▸ **Goal of the exercise**:
Across the entries below, how many lines contain the string "matrix"? Only the number is wanted.

Top of Listed entries

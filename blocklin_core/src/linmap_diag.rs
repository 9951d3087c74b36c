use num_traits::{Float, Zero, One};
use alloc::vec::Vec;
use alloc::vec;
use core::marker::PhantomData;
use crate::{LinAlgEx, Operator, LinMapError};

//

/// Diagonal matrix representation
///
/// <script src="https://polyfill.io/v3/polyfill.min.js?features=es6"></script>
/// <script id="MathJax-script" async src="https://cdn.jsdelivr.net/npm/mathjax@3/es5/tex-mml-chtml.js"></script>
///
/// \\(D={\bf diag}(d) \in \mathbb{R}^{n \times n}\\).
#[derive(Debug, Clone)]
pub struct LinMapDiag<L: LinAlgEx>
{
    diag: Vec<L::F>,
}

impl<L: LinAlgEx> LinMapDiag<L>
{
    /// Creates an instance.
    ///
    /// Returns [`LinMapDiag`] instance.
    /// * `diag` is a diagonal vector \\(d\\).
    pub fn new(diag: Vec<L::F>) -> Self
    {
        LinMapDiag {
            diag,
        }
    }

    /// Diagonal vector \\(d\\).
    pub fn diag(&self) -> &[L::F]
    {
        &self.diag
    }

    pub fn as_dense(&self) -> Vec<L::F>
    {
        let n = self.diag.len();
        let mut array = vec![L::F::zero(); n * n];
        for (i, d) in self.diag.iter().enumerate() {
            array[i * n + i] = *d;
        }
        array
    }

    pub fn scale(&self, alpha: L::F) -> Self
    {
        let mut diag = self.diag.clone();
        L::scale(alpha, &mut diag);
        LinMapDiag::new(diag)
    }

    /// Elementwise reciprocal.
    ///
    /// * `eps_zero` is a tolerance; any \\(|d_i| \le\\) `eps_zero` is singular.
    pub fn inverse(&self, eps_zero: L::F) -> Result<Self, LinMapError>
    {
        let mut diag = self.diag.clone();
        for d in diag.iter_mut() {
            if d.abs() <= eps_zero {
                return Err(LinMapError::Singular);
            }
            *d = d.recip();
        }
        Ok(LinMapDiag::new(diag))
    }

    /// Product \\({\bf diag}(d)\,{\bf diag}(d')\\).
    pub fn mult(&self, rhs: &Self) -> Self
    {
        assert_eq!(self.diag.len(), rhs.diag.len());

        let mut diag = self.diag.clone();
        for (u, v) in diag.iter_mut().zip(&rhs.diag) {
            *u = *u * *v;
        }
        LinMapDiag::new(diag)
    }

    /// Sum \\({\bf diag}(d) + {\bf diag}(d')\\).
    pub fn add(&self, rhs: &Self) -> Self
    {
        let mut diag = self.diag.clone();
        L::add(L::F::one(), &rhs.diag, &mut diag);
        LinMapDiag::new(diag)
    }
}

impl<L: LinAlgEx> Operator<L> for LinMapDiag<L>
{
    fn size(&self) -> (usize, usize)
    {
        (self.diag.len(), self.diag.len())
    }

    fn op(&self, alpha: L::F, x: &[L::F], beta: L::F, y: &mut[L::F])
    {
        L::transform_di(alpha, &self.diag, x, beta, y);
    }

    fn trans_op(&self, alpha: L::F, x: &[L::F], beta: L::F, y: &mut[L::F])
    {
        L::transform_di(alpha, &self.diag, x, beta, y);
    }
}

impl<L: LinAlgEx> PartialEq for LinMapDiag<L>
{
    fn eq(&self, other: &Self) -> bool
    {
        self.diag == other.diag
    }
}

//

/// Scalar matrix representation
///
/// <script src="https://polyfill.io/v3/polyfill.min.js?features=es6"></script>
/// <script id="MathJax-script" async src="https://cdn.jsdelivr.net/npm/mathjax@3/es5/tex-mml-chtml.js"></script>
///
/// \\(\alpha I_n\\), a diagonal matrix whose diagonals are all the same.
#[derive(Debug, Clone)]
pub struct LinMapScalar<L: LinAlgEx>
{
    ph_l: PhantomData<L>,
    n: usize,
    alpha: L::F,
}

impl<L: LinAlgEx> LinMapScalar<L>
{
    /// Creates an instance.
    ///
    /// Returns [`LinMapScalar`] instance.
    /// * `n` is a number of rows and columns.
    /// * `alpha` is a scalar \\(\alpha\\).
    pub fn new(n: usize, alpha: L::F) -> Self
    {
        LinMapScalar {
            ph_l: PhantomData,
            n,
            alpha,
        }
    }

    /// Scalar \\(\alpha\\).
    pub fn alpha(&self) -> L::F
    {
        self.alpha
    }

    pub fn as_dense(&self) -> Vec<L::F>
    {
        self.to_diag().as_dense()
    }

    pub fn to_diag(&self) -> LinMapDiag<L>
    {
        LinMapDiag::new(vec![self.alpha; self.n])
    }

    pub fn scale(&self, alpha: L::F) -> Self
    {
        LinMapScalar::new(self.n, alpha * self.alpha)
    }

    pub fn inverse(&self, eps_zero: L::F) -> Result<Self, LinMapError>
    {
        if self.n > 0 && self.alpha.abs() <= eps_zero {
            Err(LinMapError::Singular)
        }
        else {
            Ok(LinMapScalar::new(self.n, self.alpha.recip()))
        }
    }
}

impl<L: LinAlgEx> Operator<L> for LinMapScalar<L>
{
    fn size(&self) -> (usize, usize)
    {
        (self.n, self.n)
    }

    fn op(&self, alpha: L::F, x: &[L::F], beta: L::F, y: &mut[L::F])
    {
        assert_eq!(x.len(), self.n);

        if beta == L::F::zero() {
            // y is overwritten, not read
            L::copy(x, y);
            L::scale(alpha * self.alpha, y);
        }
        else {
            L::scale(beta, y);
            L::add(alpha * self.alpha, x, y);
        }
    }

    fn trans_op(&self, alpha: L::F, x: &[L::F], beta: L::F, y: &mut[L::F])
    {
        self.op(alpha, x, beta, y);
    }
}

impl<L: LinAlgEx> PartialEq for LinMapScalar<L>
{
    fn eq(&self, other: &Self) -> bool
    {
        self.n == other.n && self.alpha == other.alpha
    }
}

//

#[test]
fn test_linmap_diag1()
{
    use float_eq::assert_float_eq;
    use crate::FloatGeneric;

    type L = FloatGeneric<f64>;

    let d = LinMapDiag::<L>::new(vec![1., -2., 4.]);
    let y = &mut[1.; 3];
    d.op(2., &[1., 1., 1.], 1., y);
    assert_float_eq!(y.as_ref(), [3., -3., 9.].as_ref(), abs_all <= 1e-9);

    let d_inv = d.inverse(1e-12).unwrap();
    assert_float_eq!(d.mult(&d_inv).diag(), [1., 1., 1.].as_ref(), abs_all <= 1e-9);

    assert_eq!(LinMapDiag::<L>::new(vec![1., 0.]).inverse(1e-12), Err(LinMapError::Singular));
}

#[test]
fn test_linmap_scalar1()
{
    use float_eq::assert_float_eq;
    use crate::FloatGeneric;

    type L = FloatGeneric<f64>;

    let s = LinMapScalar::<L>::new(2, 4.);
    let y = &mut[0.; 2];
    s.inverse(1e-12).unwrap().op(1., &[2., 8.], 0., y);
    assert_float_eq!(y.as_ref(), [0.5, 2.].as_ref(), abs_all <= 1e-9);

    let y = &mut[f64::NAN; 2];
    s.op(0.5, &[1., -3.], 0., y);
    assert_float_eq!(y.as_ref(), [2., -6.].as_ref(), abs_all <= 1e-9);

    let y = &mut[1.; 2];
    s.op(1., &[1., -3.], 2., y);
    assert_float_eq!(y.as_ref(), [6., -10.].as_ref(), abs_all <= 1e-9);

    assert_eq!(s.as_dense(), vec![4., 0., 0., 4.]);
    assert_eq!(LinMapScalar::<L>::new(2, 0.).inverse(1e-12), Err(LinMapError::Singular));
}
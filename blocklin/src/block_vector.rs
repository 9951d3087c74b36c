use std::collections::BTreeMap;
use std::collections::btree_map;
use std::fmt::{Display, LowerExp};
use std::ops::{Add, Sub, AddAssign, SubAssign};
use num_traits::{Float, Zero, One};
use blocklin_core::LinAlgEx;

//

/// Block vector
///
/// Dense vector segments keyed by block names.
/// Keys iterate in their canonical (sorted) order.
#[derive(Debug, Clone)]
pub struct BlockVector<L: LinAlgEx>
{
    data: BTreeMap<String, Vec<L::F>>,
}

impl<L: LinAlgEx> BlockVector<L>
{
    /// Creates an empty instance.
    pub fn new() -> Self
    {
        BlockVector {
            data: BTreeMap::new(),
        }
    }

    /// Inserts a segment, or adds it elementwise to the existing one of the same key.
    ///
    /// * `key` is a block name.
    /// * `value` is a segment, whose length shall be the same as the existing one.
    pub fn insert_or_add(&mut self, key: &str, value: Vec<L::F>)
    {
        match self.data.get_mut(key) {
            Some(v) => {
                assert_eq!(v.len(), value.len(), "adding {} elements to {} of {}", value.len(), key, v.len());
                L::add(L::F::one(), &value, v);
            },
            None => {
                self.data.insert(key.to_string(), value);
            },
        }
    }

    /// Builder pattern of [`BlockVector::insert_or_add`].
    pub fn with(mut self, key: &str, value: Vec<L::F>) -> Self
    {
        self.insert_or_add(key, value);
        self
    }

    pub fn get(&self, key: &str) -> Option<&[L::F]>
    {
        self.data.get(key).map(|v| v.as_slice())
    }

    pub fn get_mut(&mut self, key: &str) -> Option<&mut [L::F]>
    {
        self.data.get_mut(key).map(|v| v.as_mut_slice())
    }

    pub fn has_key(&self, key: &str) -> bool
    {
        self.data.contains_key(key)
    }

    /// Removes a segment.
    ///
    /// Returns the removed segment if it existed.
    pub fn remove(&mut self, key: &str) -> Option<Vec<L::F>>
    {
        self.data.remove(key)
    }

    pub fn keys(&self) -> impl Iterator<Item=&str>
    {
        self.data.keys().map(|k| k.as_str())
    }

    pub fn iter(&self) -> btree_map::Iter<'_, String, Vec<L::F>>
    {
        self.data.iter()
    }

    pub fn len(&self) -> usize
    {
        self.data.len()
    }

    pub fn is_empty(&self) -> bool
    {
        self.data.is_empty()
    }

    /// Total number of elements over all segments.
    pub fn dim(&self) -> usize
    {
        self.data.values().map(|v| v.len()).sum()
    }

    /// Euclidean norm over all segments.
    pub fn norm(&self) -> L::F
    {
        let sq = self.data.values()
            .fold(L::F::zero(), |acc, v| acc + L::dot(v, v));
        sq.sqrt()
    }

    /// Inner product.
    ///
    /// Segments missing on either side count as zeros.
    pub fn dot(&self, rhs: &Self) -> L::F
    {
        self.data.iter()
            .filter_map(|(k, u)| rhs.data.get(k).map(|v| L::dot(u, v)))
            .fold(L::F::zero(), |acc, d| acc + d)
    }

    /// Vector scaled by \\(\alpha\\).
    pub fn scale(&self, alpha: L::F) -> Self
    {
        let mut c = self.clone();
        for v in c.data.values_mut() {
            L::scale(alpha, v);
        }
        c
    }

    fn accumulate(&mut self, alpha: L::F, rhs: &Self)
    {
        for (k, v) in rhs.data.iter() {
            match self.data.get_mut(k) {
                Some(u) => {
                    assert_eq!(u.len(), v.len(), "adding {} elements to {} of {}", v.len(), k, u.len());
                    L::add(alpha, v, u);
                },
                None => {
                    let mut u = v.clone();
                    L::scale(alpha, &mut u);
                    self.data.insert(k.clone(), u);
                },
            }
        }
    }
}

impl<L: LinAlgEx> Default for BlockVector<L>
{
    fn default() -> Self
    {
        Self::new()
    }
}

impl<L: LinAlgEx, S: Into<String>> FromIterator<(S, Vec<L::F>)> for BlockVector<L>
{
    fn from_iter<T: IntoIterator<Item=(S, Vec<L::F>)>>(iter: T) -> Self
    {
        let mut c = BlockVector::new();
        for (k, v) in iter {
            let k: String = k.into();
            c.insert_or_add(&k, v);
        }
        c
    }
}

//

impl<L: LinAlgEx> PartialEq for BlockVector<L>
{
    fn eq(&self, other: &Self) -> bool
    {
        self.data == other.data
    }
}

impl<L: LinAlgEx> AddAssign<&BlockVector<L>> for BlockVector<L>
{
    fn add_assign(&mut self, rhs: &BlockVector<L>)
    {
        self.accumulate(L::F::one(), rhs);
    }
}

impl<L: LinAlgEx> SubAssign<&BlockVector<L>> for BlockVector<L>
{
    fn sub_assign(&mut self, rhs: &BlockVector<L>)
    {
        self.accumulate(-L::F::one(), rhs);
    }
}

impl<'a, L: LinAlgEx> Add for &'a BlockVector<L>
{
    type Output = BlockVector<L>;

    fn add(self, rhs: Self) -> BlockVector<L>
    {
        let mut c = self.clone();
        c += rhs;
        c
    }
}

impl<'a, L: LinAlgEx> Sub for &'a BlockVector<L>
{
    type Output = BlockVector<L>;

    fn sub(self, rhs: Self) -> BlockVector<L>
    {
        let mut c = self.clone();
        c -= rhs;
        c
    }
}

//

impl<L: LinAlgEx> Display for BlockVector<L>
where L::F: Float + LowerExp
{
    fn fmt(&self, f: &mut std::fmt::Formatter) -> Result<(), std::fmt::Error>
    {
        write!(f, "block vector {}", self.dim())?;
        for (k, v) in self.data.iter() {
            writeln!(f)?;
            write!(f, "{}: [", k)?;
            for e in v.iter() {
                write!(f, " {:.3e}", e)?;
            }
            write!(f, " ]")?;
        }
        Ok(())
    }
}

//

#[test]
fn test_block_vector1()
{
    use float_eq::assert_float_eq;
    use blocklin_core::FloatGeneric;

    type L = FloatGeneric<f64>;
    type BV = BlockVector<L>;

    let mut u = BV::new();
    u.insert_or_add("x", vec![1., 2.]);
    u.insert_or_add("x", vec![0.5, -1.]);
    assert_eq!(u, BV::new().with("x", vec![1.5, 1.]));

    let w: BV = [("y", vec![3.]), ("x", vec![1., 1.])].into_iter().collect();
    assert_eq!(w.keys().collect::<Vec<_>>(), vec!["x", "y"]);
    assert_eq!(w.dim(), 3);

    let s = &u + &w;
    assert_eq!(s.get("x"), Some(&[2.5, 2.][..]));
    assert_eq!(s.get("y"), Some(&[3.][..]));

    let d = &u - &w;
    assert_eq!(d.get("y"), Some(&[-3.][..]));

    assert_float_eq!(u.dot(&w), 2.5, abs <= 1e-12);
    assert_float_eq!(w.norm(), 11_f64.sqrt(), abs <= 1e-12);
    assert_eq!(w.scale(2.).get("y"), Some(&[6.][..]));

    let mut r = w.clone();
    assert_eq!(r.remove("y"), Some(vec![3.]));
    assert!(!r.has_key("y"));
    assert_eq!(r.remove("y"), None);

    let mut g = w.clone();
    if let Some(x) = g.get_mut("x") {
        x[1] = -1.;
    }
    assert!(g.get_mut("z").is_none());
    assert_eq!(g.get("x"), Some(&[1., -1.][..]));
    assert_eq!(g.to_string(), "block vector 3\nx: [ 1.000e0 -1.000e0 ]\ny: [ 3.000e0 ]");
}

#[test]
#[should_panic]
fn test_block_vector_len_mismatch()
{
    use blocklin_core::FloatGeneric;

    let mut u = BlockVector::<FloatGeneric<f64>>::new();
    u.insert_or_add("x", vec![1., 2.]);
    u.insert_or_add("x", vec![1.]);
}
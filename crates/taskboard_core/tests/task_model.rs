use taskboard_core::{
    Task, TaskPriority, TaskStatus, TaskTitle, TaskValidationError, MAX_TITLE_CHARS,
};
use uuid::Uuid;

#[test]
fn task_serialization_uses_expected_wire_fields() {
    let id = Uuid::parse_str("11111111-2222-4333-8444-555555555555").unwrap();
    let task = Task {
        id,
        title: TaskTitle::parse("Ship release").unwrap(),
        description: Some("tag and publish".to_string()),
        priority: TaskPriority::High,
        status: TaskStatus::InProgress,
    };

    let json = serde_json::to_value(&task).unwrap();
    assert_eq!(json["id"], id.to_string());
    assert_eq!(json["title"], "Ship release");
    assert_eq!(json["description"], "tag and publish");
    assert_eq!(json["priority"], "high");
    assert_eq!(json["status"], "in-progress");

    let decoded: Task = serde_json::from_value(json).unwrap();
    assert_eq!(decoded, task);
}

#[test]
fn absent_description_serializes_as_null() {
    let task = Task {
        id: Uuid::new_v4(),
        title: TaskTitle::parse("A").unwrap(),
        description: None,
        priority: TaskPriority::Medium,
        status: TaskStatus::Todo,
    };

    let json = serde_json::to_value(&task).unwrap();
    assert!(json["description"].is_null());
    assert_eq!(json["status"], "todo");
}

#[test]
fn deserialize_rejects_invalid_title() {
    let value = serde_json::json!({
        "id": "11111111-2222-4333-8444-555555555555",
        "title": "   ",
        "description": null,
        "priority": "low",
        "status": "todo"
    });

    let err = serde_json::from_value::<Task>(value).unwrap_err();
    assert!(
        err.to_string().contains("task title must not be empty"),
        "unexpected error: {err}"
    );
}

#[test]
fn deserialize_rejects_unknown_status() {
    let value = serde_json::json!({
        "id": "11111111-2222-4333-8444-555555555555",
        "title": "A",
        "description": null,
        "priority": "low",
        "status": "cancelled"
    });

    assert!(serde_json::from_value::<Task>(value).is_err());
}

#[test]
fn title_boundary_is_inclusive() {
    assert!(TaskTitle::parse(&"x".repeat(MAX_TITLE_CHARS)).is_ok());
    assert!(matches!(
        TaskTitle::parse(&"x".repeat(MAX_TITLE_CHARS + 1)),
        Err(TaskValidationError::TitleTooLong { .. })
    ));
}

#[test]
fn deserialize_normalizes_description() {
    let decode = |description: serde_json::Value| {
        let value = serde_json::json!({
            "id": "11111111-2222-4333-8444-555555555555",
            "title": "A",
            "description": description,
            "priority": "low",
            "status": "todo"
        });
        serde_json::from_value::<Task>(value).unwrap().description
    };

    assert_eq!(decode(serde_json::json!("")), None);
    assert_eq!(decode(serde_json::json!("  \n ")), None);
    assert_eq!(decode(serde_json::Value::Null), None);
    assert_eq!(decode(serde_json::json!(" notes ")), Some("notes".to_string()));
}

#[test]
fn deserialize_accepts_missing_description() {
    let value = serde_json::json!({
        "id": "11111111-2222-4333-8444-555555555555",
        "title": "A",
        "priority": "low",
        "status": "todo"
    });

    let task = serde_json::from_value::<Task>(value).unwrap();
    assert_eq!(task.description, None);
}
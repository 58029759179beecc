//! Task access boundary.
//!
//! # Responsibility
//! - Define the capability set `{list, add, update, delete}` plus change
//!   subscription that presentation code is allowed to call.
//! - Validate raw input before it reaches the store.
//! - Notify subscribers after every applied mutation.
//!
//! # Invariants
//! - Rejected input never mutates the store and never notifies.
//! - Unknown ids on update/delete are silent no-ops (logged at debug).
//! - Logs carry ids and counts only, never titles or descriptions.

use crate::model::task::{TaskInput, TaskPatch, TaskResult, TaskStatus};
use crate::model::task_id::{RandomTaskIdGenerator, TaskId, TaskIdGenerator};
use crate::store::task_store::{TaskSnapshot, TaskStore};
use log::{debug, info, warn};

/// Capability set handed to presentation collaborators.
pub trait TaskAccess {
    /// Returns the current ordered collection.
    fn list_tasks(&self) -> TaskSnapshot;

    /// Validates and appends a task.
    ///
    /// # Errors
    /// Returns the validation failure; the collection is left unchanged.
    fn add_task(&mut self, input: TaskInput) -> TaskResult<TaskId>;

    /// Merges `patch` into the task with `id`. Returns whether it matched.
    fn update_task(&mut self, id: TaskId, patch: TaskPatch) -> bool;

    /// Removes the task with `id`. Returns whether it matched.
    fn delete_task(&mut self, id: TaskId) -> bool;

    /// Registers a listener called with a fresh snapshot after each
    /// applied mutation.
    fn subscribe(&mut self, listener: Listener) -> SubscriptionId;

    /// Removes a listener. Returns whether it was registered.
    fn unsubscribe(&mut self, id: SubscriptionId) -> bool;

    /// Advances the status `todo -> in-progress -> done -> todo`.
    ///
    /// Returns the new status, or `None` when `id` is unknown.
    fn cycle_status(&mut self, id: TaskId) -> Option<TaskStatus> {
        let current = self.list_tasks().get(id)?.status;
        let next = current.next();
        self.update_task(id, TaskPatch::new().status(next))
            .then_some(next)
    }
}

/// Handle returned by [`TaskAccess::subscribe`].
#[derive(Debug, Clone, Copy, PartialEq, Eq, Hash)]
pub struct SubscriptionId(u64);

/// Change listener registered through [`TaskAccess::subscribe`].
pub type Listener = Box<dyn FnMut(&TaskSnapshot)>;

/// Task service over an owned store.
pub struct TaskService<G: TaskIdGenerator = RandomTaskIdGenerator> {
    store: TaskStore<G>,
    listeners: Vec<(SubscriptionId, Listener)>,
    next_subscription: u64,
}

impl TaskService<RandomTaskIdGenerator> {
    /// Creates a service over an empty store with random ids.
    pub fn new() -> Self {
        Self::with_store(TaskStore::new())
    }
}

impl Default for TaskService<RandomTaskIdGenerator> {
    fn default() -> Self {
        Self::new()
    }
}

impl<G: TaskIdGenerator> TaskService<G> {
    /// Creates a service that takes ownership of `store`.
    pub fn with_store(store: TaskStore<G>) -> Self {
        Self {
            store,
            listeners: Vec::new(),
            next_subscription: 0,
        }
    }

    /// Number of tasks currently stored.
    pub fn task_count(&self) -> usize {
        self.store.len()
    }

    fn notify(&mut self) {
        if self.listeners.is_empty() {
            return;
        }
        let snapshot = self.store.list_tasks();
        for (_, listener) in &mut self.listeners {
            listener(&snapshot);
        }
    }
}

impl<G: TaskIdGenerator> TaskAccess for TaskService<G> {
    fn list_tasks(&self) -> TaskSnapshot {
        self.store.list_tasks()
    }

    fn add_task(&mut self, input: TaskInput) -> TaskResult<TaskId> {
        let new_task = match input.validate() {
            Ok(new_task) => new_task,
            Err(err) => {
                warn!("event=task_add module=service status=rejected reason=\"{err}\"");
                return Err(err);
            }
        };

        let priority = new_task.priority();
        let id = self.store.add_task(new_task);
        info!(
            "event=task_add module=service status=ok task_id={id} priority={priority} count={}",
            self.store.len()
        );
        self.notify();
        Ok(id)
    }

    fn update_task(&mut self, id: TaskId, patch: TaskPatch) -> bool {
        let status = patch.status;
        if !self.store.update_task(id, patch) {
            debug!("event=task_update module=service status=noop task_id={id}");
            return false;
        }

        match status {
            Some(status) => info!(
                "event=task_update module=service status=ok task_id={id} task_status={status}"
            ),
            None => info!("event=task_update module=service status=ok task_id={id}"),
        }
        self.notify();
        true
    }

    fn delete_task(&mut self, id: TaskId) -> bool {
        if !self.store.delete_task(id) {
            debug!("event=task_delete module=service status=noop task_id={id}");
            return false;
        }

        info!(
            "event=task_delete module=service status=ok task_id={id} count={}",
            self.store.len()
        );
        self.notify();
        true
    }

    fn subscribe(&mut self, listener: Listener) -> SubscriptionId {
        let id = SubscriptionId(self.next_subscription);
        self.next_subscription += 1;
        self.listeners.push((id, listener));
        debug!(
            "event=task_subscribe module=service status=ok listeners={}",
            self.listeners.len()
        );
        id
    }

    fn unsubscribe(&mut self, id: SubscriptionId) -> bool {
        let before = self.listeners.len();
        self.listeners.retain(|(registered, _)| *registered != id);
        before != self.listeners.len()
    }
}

Bottom of Listed entries

▸ **Finished exercise**:
3